Hna. Adela Reyes
Congregación Buen Pastor.

El evangelio de este día nos sitúa frente a un tema no menor que tuvo que enfrentar no sólo la Iglesia naciente, sino que sigue siendo hoy motivo de discusiones, reflexiones y gran diversidad de propuestas: el divorcio del matrimonio cristiano.

Apoyados en la doctrina del Nuevo Testamento, nos encontramos con pasajes al respecto en Marcos 10,2-16, cuyo texto leemos hoy, en Lc 16,18, en Mt 19,1-12 y 5,32, y en 1Cor 7,10-11. En Marcos y Lucas las palabras de Jesús plantean un no rotundo al divorcio, desde el ideal inicial de Dios. Sin embargo, al repasar los otros textos nos encontramos a una Iglesia que, confrontada con hechos reales que le salían al paso, se planteó al menos dos excepciones a la norma de la indisolubilidad del matrimonio: una, el caso de “porneia” (fornicación/infidelidad/adulterio) en los dos textos de Mateo; y dos, la “discordia” entre el cónyuge convertido y el cónyuge que permanecía pagano (“privilegio paulino”) en el texto de 1 Corintios. Y aunque no autorizan expresamente poder volver a casarse, tampoco lo excluyen expresamente.

Es importante tener en cuenta estos textos para comprender que no le fue ni le sigue siendo fácil a la Iglesia proceder pastoralmente en lo referente a la indisolubilidad del matrimonio, pues la realidad no siempre facilita el camino hacia el ideal recordado y mandado por Jesús, sobre todo en la versión de Marcos.

No era fácil la situación de la mujer respecto al hombre en el contexto del judaísmo que le tocó vivir a Jesús. El marido podía repudiar a su mujer, dejándola en condiciones muy difíciles, pero ella no podía proceder de la misma manera con su esposo. Por eso, ante la pregunta malintencionada de los fariseos, Jesús los remite a la voluntad inicial del Creador: “Él los creó hombre y mujer. Por eso abandonará el hombre a su padre y a su madre, se unirá a su mujer, y serán los dos una sola carne. De modo que ya no son dos, sino una sola carne. Lo que Dios ha unido, que no lo separe el hombre”. Sin entrar en discusiones de grupos, Jesús les recuerda la igualdad en dignidad de todo ser humano, superando así cualquier excusa que pretendiera mantener la hegemonía o dictadura del hombre sobre la mujer. Ninguno debe someter o dominar al otro. Así las cosas, el matrimonio o la relación de pareja querida por Dios, la máxima expresión del amor humano, consistirá en la mutua entrega de los cónyuges, sin imposición ni sumisión, libre y gratuitamente. Unidos de tal manera, “nada los puede separar”.   

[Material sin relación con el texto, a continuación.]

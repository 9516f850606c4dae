//! HAL — Hardware Abstraction Layer
//!
//! Ядро знает о CPU только через трейт `Cpu` и несколько свободных функций.
//! На хосте (тесты) они ничего не делают.
//! The core sees the CPU only through the `Cpu` trait and a few free
//! functions. On the host (tests) they do nothing.

pub mod x86_64;

use crate::mm::{PhysAddr, VirtAddr};

/// Регистры CPU, которые трогает планировщик.
/// CPU registers the scheduler touches.
pub trait Cpu {
    /// Текущий корень таблиц (CR3) / Active page table root (CR3)
    fn active_root(&self) -> PhysAddr;
    fn load_root(&mut self, root: PhysAddr);
    /// Стек ядра для следующего перехода ring 3 → ring 0 (TSS.rsp0).
    /// Kernel stack for the next ring 3 → ring 0 transition (TSS.rsp0).
    fn set_kernel_stack(&mut self, stack_top: u64);
}

/// Сбросить одну запись TLB / Invalidate one TLB entry
#[inline]
pub fn flush_page(va: VirtAddr) {
    #[cfg(target_os = "none")]
    unsafe {
        core::arch::asm!("invlpg [{}]", in(reg) va.0, options(nostack, preserves_flags));
    }
    #[cfg(not(target_os = "none"))]
    let _ = va;
}

/// Выполнить `f` с выключенными прерываниями, затем восстановить IF.
/// Run `f` with interrupts disabled, then restore IF.
#[inline]
pub fn without_interrupts<R>(f: impl FnOnce() -> R) -> R {
    #[cfg(target_os = "none")]
    {
        let rflags: u64;
        unsafe {
            core::arch::asm!("pushfq; pop {}; cli", out(reg) rflags, options(nomem));
        }
        let result = f();
        if rflags & x86_64::trap::RFLAGS_IF != 0 {
            unsafe { core::arch::asm!("sti", options(nomem, nostack)) };
        }
        result
    }
    #[cfg(not(target_os = "none"))]
    f()
}

/// Окно ожидания: `sti; hlt; cli`. Прерывание, пришедшее между проверкой
/// и `hlt`, не теряется: `sti` откладывает доставку на одну инструкцию.
/// Wait window: `sti; hlt; cli`. An interrupt arriving between the check
/// and `hlt` is not lost: `sti` delays delivery by one instruction.
#[inline]
pub fn wait_for_interrupt() {
    #[cfg(target_os = "none")]
    unsafe {
        core::arch::asm!("sti; hlt; cli", options(nomem, nostack));
    }
    #[cfg(not(target_os = "none"))]
    core::hint::spin_loop();
}
//! OpenIDP Kernel — ядро процессов и адресных пространств
//! OpenIDP Kernel — process and address-space core
//!
//! Библиотека не зависит от железа там, где это возможно: планировщик,
//! адресные пространства, почтовые ящики и загрузчик ELF собираются и
//! тестируются на хосте. Всё, что трогает CPU напрямую, живёт под
//! `target_os = "none"`.
//!
//! The library stays hardware-independent where it can: the scheduler,
//! address spaces, mailboxes and the ELF loader build and test on the host.
//! Everything that touches the CPU directly lives under `target_os = "none"`.

#![cfg_attr(not(test), no_std)]
#![deny(unsafe_op_in_unsafe_fn)]

// Подключить стандартный alloc крейт (Box, Vec, VecDeque, ...)
// Connect standard alloc crate (Box, Vec, VecDeque, ...)
extern crate alloc;

pub mod arch;
pub mod config;
pub mod drivers;
pub mod error;
pub mod ipc;
pub mod kernel;
pub mod loader;
pub mod mm;
pub mod sched;
pub mod syscall;

#[cfg(test)]
pub(crate) mod testing;

pub use error::{Error, Result};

Ahora bien, como sabemos y somos testigos que en la vida cotidiana hay muchas personas que, por diversas circunstancias, no han podido mantenerse en dicho ideal de matrimonio, al igual que la Iglesia naciente, estamos llamados a buscar continua y urgentemente estrategias pastorales que nos ayuden a mantener la fraternidad, apoyados en la caridad y la misericordia, que prevalecen siempre entre los ciudadanos del Reino anunciado por Jesús. Para ello, nos puede resultar de mucha utilidad la lectura y meditación del capítulo VIII de la Exhortacíón Apostólica Amoris Laetitia, del Papa Francisco.